Saved entries:
▬▬▬▬▬▬

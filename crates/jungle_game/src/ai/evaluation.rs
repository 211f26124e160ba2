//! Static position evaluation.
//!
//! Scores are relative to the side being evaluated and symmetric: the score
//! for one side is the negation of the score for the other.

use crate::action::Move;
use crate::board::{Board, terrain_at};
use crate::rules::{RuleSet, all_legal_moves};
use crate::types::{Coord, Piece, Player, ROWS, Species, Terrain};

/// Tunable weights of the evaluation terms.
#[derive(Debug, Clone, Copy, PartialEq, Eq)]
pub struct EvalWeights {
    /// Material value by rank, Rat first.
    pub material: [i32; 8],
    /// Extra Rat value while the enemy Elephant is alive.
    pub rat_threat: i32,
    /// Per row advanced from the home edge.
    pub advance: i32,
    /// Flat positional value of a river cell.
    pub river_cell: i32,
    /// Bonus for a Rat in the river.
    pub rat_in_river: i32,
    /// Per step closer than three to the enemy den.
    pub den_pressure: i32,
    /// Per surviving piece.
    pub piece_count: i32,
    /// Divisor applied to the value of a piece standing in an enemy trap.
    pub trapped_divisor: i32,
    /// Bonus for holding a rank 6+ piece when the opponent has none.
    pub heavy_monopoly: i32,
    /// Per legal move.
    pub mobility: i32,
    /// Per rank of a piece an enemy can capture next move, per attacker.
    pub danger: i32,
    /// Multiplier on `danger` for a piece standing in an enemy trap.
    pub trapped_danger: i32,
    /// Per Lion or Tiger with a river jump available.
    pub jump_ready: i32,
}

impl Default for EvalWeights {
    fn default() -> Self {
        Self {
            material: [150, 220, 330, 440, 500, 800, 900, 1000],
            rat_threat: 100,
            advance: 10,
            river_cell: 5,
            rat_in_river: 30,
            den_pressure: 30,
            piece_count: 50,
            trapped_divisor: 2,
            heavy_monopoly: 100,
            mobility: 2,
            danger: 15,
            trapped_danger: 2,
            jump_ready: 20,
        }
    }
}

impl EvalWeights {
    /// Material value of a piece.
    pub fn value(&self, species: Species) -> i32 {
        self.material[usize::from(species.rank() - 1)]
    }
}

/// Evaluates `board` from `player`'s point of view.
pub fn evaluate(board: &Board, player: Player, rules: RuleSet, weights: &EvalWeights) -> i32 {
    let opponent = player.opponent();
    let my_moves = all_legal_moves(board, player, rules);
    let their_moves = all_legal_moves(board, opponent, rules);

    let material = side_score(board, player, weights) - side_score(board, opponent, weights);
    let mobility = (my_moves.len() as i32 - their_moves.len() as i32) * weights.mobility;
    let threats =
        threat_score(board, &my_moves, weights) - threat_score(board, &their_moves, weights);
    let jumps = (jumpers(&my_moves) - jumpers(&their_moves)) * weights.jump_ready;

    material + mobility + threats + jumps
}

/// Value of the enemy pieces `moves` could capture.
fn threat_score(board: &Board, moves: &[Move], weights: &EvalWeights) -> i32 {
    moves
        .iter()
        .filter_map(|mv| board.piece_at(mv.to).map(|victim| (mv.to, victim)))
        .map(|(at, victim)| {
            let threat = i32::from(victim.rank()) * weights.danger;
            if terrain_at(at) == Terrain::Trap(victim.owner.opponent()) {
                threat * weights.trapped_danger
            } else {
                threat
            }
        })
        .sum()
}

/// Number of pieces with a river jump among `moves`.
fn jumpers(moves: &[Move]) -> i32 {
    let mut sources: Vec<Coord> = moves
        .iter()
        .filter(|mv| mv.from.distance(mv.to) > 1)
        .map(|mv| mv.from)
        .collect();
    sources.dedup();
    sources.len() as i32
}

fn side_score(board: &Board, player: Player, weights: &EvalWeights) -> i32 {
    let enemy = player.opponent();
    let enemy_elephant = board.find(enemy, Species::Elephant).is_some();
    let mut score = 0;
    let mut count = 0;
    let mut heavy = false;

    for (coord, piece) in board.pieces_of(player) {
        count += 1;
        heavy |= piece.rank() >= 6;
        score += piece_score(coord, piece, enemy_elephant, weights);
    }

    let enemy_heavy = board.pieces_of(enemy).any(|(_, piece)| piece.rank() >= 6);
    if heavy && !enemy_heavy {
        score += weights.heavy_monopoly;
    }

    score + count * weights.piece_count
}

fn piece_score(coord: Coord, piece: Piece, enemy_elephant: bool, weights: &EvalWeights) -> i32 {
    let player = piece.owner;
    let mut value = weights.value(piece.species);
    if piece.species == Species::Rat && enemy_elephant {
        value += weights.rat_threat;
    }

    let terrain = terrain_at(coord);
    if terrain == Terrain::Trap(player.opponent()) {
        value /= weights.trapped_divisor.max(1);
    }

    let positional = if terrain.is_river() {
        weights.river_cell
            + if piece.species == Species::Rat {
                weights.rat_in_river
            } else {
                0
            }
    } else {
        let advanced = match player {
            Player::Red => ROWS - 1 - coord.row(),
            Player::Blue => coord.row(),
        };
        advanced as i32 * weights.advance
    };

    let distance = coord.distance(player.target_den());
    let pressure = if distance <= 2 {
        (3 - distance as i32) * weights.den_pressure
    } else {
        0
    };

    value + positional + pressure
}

▬▬▬▬▬▬

**EXERCISE OBJECTIVE**:
In the lines above, find the word "from" and copy each line that contains it.

**SOLUTION FOR THIS EXERCISE**:
    /// Per row advanced from the home edge.
        self.material[usize::from(species.rank() - 1)]
/// Evaluates `board` from `player`'s point of view.
            let threat = i32::from(victim.rank()) * weights.danger;
        .filter(|mv| mv.from.distance(mv.to) > 1)
        .map(|mv| mv.from)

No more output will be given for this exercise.